> The task
Below is a block of entries; repeat exactly the lines starting at the line that contains "documents, summary, import_id)" and ending at the line that contains "resolve_target(&tx, project_id, &iteration_id, supplier_id)?;", both included.

> Data records
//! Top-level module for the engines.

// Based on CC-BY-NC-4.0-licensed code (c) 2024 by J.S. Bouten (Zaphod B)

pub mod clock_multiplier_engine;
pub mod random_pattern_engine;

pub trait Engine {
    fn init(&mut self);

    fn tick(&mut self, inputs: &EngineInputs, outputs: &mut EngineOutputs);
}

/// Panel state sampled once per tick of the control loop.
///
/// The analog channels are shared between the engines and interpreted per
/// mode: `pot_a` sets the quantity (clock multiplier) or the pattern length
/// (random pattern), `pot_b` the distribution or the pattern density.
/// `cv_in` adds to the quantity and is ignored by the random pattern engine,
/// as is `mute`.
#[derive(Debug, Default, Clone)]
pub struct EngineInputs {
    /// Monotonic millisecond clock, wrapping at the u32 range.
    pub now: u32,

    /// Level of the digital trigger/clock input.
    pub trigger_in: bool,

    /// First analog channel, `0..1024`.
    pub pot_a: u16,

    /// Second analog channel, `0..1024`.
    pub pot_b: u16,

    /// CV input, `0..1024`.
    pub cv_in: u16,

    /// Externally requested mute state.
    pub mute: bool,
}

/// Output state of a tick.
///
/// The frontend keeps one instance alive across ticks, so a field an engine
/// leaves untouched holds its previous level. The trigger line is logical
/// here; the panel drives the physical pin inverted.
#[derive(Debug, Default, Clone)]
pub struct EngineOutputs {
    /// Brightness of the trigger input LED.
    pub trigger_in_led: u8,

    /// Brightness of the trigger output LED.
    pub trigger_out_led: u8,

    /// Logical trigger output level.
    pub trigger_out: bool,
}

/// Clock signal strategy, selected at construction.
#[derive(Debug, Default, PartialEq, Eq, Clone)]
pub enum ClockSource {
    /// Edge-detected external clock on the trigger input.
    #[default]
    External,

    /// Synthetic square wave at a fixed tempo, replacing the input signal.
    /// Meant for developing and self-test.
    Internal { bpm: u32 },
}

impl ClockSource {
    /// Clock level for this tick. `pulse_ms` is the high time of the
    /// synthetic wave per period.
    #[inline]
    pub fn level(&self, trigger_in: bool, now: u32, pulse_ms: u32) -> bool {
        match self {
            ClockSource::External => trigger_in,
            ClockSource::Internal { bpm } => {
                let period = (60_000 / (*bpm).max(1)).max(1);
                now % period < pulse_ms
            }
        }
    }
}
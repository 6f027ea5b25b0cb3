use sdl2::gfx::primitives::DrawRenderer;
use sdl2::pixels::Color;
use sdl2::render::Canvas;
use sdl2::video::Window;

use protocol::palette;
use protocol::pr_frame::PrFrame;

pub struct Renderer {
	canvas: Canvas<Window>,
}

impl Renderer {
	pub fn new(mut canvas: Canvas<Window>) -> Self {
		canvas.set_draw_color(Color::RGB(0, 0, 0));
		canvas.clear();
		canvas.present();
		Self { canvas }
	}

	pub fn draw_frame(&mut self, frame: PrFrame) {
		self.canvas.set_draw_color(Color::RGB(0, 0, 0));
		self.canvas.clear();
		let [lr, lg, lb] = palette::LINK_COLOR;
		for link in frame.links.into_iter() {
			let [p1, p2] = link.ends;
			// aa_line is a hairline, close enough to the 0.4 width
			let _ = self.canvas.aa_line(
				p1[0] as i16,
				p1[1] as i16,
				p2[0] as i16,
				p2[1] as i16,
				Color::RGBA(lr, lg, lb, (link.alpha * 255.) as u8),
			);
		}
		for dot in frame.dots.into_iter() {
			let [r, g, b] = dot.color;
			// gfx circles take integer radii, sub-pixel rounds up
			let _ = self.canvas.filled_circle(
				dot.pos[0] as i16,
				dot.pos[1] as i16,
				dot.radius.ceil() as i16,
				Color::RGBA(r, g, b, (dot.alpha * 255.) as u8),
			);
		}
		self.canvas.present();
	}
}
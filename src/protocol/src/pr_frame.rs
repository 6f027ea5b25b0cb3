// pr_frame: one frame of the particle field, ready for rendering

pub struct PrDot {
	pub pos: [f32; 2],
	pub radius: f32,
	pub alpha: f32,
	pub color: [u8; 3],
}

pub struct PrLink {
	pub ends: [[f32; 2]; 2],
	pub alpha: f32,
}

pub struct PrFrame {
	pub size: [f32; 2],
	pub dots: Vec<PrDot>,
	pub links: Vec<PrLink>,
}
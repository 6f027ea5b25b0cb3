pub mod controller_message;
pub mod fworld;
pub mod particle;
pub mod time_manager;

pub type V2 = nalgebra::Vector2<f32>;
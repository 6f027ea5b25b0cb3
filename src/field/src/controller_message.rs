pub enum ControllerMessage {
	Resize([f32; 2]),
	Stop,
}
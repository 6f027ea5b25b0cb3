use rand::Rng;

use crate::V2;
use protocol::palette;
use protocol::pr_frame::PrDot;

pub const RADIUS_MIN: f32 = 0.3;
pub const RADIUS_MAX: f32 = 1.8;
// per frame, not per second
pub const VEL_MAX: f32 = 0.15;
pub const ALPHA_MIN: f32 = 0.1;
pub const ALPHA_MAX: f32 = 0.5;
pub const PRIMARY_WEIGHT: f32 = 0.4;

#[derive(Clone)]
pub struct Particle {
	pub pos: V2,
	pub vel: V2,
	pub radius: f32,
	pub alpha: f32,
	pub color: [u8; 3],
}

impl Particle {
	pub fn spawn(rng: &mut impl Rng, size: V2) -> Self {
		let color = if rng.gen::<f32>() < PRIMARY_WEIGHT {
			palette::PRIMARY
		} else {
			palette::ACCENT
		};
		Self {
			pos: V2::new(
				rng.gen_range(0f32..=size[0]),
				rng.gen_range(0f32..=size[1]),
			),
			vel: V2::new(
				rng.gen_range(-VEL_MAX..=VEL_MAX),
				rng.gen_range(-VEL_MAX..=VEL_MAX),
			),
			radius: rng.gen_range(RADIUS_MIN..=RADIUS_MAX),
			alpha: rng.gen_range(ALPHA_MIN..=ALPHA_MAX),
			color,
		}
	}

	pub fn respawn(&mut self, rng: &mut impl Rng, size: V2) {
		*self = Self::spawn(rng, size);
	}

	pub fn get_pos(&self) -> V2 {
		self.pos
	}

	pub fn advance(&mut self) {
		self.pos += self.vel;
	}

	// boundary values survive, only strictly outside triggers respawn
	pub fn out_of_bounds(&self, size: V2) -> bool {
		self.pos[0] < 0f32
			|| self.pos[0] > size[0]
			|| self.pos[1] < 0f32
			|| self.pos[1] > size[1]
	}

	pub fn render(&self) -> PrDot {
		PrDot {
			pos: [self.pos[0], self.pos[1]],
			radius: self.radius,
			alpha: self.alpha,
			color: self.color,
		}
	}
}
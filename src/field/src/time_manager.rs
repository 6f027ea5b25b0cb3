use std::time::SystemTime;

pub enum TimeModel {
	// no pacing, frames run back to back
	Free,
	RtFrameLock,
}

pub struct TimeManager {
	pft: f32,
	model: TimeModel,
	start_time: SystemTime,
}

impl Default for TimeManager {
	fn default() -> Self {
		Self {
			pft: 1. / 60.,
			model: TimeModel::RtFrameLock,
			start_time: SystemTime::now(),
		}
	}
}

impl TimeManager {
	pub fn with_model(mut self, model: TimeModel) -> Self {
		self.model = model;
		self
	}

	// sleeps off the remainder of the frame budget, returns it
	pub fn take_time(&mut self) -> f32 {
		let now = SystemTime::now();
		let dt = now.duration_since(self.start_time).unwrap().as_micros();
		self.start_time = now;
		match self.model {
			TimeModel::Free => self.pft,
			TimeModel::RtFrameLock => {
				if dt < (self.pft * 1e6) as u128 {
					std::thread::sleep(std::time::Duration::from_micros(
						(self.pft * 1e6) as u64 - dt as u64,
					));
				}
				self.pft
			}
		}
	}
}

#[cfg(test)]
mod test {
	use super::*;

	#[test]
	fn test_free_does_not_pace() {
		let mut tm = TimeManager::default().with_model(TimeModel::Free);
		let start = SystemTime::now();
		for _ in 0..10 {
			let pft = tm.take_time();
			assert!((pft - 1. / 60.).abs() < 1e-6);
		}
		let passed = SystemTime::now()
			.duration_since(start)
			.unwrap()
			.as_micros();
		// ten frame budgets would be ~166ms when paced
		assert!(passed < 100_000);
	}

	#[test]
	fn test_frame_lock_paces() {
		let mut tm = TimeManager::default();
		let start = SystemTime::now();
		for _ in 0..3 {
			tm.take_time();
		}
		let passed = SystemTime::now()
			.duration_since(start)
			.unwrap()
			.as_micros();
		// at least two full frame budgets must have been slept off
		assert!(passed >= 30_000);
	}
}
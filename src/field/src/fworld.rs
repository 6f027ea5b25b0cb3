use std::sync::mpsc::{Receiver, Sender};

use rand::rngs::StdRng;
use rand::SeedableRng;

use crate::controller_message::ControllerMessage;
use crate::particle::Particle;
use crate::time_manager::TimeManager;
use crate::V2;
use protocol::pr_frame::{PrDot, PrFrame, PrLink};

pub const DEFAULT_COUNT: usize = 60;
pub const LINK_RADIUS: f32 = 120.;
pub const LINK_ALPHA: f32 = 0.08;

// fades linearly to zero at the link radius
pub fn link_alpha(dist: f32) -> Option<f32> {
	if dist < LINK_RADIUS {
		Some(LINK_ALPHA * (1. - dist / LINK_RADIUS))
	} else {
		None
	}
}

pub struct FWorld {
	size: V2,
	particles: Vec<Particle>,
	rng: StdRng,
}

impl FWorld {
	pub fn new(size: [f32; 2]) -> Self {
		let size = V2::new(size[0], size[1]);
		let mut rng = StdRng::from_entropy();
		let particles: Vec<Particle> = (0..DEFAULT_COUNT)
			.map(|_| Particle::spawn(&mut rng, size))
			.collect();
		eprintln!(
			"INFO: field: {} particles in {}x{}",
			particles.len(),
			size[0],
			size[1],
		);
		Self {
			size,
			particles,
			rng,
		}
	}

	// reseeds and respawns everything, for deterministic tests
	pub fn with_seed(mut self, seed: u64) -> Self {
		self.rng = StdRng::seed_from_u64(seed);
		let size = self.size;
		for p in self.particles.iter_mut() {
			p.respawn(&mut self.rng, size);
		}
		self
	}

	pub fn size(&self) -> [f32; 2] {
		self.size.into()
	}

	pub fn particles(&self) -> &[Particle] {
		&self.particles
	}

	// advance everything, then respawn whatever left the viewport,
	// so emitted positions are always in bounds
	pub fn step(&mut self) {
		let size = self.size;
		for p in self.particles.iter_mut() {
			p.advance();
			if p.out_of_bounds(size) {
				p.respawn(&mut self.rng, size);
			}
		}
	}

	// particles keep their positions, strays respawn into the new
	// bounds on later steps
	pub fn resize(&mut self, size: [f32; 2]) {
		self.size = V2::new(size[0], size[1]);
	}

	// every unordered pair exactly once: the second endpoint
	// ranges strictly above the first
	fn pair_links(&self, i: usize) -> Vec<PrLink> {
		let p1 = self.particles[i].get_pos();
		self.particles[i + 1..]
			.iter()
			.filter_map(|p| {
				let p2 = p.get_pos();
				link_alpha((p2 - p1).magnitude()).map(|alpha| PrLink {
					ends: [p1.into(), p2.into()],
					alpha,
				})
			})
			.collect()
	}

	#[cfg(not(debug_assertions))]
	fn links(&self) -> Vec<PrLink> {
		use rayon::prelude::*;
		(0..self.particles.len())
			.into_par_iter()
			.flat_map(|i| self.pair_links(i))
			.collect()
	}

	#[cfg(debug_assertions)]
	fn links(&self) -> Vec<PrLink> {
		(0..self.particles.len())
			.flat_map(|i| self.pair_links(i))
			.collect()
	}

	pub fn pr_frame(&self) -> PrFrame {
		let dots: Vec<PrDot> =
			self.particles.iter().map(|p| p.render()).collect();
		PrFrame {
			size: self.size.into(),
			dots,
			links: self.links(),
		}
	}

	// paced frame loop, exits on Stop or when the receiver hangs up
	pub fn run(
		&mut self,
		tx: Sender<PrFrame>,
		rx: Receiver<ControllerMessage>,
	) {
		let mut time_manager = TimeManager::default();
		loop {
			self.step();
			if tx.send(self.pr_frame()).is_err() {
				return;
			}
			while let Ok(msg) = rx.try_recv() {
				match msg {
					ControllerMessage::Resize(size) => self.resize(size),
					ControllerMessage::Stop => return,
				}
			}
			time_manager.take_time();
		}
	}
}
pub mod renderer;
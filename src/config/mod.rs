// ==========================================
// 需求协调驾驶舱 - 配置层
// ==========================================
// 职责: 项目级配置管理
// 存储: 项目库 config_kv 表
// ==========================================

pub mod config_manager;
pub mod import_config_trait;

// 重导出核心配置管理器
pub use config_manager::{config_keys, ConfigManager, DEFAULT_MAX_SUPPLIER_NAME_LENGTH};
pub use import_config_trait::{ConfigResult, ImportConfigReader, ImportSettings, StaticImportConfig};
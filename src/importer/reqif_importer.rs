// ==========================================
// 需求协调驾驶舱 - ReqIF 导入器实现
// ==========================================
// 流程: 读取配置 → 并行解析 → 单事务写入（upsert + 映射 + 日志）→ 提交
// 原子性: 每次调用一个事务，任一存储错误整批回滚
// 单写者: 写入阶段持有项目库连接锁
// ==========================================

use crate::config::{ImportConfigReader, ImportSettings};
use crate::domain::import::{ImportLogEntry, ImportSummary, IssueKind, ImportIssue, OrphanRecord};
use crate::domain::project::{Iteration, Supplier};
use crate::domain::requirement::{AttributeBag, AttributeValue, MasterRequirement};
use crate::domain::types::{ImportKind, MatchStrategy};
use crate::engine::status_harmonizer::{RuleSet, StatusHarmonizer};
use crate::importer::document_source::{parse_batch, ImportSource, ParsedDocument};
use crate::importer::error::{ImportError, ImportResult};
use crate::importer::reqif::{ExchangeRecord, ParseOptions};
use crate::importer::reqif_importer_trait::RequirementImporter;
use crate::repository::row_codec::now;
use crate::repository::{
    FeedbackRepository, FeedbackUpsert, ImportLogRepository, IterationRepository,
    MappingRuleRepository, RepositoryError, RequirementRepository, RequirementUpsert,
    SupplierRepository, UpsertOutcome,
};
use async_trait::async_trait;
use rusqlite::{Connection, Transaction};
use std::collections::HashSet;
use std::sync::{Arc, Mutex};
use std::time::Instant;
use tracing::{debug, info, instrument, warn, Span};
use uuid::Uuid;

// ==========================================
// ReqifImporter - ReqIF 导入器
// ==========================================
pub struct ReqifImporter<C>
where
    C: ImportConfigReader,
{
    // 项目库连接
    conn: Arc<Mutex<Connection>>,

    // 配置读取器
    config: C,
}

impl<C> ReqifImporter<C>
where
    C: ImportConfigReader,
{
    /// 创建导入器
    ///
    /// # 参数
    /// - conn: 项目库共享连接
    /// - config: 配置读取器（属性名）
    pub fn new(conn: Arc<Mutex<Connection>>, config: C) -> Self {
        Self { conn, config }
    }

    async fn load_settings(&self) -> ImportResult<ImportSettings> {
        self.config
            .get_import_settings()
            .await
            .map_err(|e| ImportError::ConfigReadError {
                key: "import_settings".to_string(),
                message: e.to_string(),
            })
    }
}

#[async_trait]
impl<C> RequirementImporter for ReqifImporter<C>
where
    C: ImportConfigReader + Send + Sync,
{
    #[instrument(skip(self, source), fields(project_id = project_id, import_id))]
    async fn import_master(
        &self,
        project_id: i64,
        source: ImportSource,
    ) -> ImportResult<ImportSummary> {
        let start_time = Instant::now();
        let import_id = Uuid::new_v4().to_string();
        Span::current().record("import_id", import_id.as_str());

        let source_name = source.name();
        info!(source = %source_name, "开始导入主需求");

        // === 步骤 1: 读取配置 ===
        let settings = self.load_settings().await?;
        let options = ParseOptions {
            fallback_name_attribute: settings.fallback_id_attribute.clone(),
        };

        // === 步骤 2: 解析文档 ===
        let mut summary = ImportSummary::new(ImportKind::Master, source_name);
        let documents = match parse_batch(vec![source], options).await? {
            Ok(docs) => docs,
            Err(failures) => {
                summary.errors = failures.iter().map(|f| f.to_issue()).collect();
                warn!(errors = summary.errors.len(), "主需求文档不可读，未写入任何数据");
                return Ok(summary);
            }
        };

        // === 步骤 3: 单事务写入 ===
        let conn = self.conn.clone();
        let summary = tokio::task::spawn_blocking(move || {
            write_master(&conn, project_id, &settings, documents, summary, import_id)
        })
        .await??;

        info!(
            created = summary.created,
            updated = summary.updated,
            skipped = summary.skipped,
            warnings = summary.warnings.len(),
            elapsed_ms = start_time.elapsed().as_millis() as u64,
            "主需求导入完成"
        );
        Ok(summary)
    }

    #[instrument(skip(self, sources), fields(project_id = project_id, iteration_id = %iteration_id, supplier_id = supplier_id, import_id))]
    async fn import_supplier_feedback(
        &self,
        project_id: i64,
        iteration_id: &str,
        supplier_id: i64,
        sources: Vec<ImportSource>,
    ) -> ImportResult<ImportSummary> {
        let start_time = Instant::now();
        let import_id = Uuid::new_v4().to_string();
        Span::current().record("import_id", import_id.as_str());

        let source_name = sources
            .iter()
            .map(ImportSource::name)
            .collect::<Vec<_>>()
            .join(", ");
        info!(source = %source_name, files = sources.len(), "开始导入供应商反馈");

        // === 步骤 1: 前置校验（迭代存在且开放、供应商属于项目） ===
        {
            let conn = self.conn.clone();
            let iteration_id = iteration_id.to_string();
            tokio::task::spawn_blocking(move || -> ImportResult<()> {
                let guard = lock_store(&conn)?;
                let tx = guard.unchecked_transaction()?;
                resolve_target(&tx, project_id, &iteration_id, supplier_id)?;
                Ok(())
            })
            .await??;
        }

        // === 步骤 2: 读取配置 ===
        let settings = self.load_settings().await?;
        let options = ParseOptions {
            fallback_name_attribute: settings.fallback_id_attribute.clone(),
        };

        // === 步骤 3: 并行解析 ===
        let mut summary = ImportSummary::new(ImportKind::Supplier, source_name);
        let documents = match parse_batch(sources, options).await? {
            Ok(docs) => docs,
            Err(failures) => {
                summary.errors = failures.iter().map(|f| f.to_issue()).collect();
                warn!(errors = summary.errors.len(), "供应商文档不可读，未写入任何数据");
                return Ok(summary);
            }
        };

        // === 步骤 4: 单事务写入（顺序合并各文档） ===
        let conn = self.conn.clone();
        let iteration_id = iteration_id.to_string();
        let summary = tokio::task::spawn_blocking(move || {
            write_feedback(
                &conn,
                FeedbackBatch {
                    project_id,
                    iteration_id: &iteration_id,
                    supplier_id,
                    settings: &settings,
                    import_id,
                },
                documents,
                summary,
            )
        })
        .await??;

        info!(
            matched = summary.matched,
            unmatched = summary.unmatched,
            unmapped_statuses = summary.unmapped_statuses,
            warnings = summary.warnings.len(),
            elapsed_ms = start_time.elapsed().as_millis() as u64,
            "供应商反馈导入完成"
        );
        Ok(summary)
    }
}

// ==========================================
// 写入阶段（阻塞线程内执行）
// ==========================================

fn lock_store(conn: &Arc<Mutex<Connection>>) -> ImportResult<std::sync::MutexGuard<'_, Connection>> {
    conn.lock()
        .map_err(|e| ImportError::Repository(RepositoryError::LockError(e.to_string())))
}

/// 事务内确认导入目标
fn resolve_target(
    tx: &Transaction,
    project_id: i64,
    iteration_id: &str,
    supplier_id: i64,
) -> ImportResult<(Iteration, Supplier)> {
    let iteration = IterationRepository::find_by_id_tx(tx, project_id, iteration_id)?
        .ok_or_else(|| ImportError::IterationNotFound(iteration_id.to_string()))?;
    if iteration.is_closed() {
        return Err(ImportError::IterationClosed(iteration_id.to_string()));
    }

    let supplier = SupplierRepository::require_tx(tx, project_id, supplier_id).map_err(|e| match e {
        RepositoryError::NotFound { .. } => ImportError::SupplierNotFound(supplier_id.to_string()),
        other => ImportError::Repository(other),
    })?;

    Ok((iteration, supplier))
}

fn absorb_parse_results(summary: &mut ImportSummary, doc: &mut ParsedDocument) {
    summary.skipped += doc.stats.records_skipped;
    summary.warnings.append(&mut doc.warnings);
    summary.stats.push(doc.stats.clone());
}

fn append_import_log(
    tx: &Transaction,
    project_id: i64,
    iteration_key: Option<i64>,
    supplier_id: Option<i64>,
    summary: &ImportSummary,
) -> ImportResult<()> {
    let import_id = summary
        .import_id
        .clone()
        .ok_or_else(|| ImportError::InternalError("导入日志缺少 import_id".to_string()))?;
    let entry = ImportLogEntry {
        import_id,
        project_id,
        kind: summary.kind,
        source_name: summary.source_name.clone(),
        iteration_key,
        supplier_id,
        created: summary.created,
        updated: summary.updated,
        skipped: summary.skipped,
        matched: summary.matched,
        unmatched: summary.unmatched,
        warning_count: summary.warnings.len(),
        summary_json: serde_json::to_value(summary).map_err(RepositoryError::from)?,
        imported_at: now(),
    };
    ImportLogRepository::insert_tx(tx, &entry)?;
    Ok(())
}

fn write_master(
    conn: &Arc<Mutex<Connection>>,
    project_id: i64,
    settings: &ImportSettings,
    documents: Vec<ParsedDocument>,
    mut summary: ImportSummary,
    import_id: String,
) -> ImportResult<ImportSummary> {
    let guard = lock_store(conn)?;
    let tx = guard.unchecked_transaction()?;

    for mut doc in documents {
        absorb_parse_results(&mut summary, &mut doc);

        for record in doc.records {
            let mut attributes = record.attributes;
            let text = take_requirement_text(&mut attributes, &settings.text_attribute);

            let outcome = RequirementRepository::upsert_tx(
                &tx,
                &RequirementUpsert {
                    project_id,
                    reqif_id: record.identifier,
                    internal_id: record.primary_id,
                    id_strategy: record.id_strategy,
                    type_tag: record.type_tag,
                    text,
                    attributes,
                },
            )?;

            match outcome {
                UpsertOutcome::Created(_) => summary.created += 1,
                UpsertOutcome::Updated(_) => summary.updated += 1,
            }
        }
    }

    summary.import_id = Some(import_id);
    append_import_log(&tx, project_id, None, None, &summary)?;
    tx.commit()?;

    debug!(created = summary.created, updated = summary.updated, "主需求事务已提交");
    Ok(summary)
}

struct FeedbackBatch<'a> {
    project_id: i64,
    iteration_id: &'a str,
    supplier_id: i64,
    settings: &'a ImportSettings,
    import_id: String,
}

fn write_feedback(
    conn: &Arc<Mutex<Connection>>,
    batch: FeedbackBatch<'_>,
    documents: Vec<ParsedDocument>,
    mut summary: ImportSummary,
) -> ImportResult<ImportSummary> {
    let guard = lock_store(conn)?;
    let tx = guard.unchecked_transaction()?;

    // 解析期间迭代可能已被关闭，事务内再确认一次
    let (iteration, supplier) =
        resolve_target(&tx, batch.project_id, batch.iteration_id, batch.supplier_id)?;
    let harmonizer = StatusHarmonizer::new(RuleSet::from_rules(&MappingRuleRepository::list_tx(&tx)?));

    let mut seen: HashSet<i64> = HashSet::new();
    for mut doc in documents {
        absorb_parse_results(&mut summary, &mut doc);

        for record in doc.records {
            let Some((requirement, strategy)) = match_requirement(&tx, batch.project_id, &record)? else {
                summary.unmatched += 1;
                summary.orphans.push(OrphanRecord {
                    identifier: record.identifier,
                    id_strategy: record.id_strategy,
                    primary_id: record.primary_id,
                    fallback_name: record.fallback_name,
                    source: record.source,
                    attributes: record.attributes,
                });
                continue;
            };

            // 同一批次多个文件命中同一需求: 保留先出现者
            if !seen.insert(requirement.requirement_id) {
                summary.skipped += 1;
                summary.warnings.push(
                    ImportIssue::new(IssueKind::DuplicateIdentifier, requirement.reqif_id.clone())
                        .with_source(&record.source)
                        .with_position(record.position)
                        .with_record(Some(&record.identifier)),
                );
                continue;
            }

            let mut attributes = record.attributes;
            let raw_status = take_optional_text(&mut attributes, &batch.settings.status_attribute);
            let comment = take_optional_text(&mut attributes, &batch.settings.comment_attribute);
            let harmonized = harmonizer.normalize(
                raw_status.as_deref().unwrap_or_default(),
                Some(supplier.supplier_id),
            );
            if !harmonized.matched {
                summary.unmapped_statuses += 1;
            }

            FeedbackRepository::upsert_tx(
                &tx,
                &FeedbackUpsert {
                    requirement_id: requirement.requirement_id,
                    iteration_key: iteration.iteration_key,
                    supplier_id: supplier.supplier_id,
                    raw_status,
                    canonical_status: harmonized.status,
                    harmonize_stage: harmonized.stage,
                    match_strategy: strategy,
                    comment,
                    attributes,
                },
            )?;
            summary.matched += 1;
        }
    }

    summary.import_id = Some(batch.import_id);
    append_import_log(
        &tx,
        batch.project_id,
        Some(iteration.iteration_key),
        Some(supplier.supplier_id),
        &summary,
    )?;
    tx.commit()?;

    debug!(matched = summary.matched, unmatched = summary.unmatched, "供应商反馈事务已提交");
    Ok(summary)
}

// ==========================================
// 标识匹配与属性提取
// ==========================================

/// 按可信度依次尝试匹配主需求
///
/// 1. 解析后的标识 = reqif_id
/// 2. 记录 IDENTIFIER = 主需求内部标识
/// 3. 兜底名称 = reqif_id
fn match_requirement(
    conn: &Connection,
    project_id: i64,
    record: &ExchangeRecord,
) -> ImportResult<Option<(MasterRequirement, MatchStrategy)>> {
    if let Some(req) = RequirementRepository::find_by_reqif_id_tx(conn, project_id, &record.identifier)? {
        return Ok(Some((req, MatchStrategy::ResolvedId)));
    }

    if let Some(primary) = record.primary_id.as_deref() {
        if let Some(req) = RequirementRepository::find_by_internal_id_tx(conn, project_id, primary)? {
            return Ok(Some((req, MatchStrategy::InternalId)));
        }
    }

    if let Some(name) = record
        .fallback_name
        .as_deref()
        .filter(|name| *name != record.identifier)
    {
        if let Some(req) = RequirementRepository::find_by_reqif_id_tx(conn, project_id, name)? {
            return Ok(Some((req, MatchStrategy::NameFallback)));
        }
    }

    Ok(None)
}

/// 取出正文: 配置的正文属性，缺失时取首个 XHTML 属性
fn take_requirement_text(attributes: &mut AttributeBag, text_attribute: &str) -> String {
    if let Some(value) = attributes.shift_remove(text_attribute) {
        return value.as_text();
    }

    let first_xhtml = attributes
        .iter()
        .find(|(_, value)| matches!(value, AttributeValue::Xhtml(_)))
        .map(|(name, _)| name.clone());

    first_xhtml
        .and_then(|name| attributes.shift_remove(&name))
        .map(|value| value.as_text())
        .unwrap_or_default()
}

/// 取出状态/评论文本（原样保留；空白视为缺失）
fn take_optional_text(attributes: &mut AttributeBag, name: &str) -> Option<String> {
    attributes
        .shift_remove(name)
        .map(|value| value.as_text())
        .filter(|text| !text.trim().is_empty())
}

> Response to the task
            write_master(&conn, project_id, &settings, documents, summary, import_id)
        })
        .await??;

        info!(
            created = summary.created,
            updated = summary.updated,
            skipped = summary.skipped,
            warnings = summary.warnings.len(),
            elapsed_ms = start_time.elapsed().as_millis() as u64,
            "主需求导入完成"
        );
        Ok(summary)
    }

    #[instrument(skip(self, sources), fields(project_id = project_id, iteration_id = %iteration_id, supplier_id = supplier_id, import_id))]
    async fn import_supplier_feedback(
        &self,
        project_id: i64,
        iteration_id: &str,
        supplier_id: i64,
        sources: Vec<ImportSource>,
    ) -> ImportResult<ImportSummary> {
        let start_time = Instant::now();
        let import_id = Uuid::new_v4().to_string();
        Span::current().record("import_id", import_id.as_str());

        let source_name = sources
            .iter()
            .map(ImportSource::name)
            .collect::<Vec<_>>()
            .join(", ");
        info!(source = %source_name, files = sources.len(), "开始导入供应商反馈");

        // === 步骤 1: 前置校验（迭代存在且开放、供应商属于项目） ===
        {
            let conn = self.conn.clone();
            let iteration_id = iteration_id.to_string();
            tokio::task::spawn_blocking(move || -> ImportResult<()> {
                let guard = lock_store(&conn)?;
                let tx = guard.unchecked_transaction()?;
                resolve_target(&tx, project_id, &iteration_id, supplier_id)?;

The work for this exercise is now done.